S.Müller-Marek / 21.03.2021

In Kassel gab es eine Gegendemonstration zur Demonstration gegen die Corona Maßnahmen. Wie werden denn eigentlich die Gegendemonstranten behandelt? In welcher Größenordnung treten die denn auf? Warum erfährt man darüber nichts? Das war eine rhetorische Frage. Natürlich finden wieder nur die “bösen” Demonstranten Einzug in die linksdrehenden Medien. Daran sieht man ein weiteres Mal, wie einseitig und manipulierend unsere Informanten sind!

Hans-Peter Dollhopf / 21.03.2021

Soeben wird auf WeLT die AntiCop, also die Anti-Coronapolitik-Demonstration vom Samstag in Kassel eintotschlägig zertreten. Alan Posener, der mit dem besonderen Riecher posaunt etwa: “Die Freiheit meiner Aerosole endet an der Nase des anderen” Yo! So einfach geht das mit der Selbstbeherrschung des eigenen Ausatmungsresultats. Ganz theoretisch natürlich! Weiß diese Flachkopfschraube eigentlich, welchen Schwachsinnsanspruch sie da getextet hat? Sitzen die bei WeLT alle im falschen Zug und von Station zu Station wird der Ausstieg irgendwie peinlicher?

Stephan Maillot / 21.03.2021

Ich frage mich öfter ernsthaft, inwieweit wir uns im Moment noch die Politiker, die diesen ganzen Zirkus anführen, als noch geistig gesund vorzustellen haben. Die agieren seit einem Jahr in einer Blase aus ihresgleichen, Promi-Virologen etc., unter Voll-Stress. Die momentane Führung kommt mir nicht mehr so vor, als ob sie noch im engeren Sinne “zurechnungsfähig” ist. Man schaue sich doch Merkel, Spahn und Lauterbach mal an, wie die auftreten! Wäre auch gar nichts so besonderes, wenn sich da inzwischen die Schrauben gelockert hätten. Wie zurechnungsfähig war ein Robespierre noch in der Hochphase der französischen Revolution? Irgendwann kippt so ein System in eigentlichen Wahnsinn, der keinen Realitätsbezug mehr hat, was nicht heißt, dass die Akteure deswegen automatisch keine (schadhafte) Macht über das System und die Menschen mehr hätten.

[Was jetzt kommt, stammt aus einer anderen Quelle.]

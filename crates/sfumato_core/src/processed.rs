//! Per-item outcomes: processed images and processing failures.

use serde::{Deserialize, Deserializer, Serialize, Serializer};

/// Percentage size reduction of an encoded image relative to its source.
///
/// Displays with two decimals. Negative when re-encoding grew the file, which
/// happens with small or already optimized inputs.
///
/// # Examples
///
/// ```
/// use sfumato_core::CompressionRatio;
///
/// assert_eq!(CompressionRatio::between(1_000_000, 500_000).to_string(), "50.00");
/// assert_eq!(CompressionRatio::between(100, 150).to_string(), "-50.00");
/// ```
#[derive(Debug, Clone, Copy, PartialEq, PartialOrd, Default)]
pub struct CompressionRatio(f64);

impl CompressionRatio {
    /// Compute `(original - encoded) / original * 100`.
    ///
    /// An empty original yields `0.00`.
    pub fn between(original_size: usize, encoded_size: usize) -> Self {
        if original_size == 0 {
            return Self(0.0);
        }
        let original = original_size as f64;
        let encoded = encoded_size as f64;
        Self((original - encoded) / original * 100.0)
    }

    /// The unrounded percentage.
    pub fn percent(&self) -> f64 {
        self.0
    }
}

impl std::fmt::Display for CompressionRatio {
    fn fmt(&self, f: &mut std::fmt::Formatter<'_>) -> std::fmt::Result {
        write!(f, "{:.2}", self.0)
    }
}

impl Serialize for CompressionRatio {
    fn serialize<S: Serializer>(&self, serializer: S) -> Result<S::Ok, S::Error> {
        serializer.collect_str(self)
    }
}

impl<'de> Deserialize<'de> for CompressionRatio {
    fn deserialize<D: Deserializer<'de>>(deserializer: D) -> Result<Self, D::Error> {
        let text = String::deserialize(deserializer)?;
        text.parse::<f64>()
            .map(CompressionRatio)
            .map_err(serde::de::Error::custom)
    }
}

/// A successfully processed image.
#[derive(Debug, Clone, PartialEq, Serialize, Deserialize)]
#[serde(rename_all = "camelCase")]
pub struct ProcessedImage {
    /// Display name of the source image
    pub original_name: String,
    /// Synthesized SEO filename, extension included
    pub optimized_name: String,
    /// Re-encoded bytes
    #[serde(skip)]
    pub data: Vec<u8>,
    /// Content description used for the filename
    pub description: String,
    /// Keyword assigned to this image
    pub keyword: String,
    /// Source byte length
    pub original_size: usize,
    /// Encoded byte length
    pub optimized_size: usize,
    /// Size reduction in percent
    pub compression_ratio: CompressionRatio,
}

/// A per-item failure recorded instead of raised.
#[derive(Debug, Clone, PartialEq, Eq, Hash, Serialize, Deserialize)]
#[serde(rename_all = "camelCase")]
pub struct ProcessingFailure {
    /// Display name of the source image
    pub original_name: String,
    /// Human-readable reason
    pub error: String,
}

impl ProcessingFailure {
    /// Create a failure record.
    pub fn new(original_name: impl Into<String>, error: impl Into<String>) -> Self {
        Self {
            original_name: original_name.into(),
            error: error.into(),
        }
    }
}
//! Input images as handed over by the upload layer.

use derive_getters::Getters;

/// An immutable input unit.
///
/// Built by the upload collaborator after it has validated size and media type.
/// The pipeline re-derives the format from `media_type` but never re-checks size.
///
/// # Examples
///
/// ```
/// use sfumato_core::SourceImage;
///
/// let image = SourceImage::new(vec![0xFF, 0xD8, 0xFF], "image/jpeg", "IMG_0042.JPG");
/// assert_eq!(*image.size(), 3);
/// assert_eq!(image.original_name(), "IMG_0042.JPG");
/// ```
#[derive(Clone, PartialEq, Eq, Getters)]
pub struct SourceImage {
    /// Raw encoded bytes as uploaded
    bytes: Vec<u8>,
    /// Declared media type, e.g. `image/png`
    media_type: String,
    /// Original display name
    original_name: String,
    /// Byte length of `bytes`
    size: usize,
}

impl SourceImage {
    /// Create a source image; the size is taken from the buffer.
    pub fn new(
        bytes: Vec<u8>,
        media_type: impl Into<String>,
        original_name: impl Into<String>,
    ) -> Self {
        let size = bytes.len();
        Self {
            bytes,
            media_type: media_type.into(),
            original_name: original_name.into(),
            size,
        }
    }

    /// Split into the owned buffer, declared media type and name.
    pub fn into_parts(self) -> (Vec<u8>, String, String) {
        (self.bytes, self.media_type, self.original_name)
    }
}

impl std::fmt::Debug for SourceImage {
    fn fmt(&self, f: &mut std::fmt::Formatter<'_>) -> std::fmt::Result {
        f.debug_struct("SourceImage")
            .field("original_name", &self.original_name)
            .field("media_type", &self.media_type)
            .field("size", &self.size)
            .finish_non_exhaustive()
    }
}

Boris Kotchoubey / 21.03.2021

Ein sehr gutes Beispiel zeigen die Demonstranten in Salzburg. Sie kommen nicht mit medizinischen Masken. Sie kommen in vollen Anzügen - solchen, in denen man in Höchstsicherheitslaboren wie in Wuhan arbeitet. Somit demonstrieren sie jedem die Absurdität der Corona-Maßnahmen - und sind unangreifbar.

B. Kurz / 21.03.2021

@Bernhard Maxara: Ja, Herr Maxara, ich bin manchmal auch am Verzweifeln über den vermeintlich eingeforderten Gehorsam für die Demonstrationen. Aber es sind keine “Genehmigungen”, die eingeholt werden, sondern einfach nur ANMELDUNGEN zu Versammlungen, die dem Zweck dienen, dass die Versammlungen durch die Polizei geschützt bzw. verkehrstechnisch geleitet wird. Dass dieser “Schutz” in leider zu vielen Fällen zu grobem Mißbrauch durch einige gewaltbereite Polizisten führt, ist leider eine traurige Tatsache, weil tlw. unverhältnismäßige Schlägereinheiten eingesetzt werden. Aber glauben Sie mir, wenn sie plötzlich einer Horde wildgewordener Antifanten gegenüberstehen, sind sie froh, wenn die Polizei ihrer eigentlichen Aufgabe nachkommt. Die letzten Demos haben auch gezeigt, dass die Teilnehmer immer mehr verstehen, dass die “Genehmigung” samt Auflagen ja nicht unbedingt ernstgenommen werden muß.

Armin wacker / 21.03.2021

Die Grünen sollten sich schwer zurückhalten, was sie ja zum Glück nicht tun werden, denn es sind ihre Wähler, die da demonstrieren.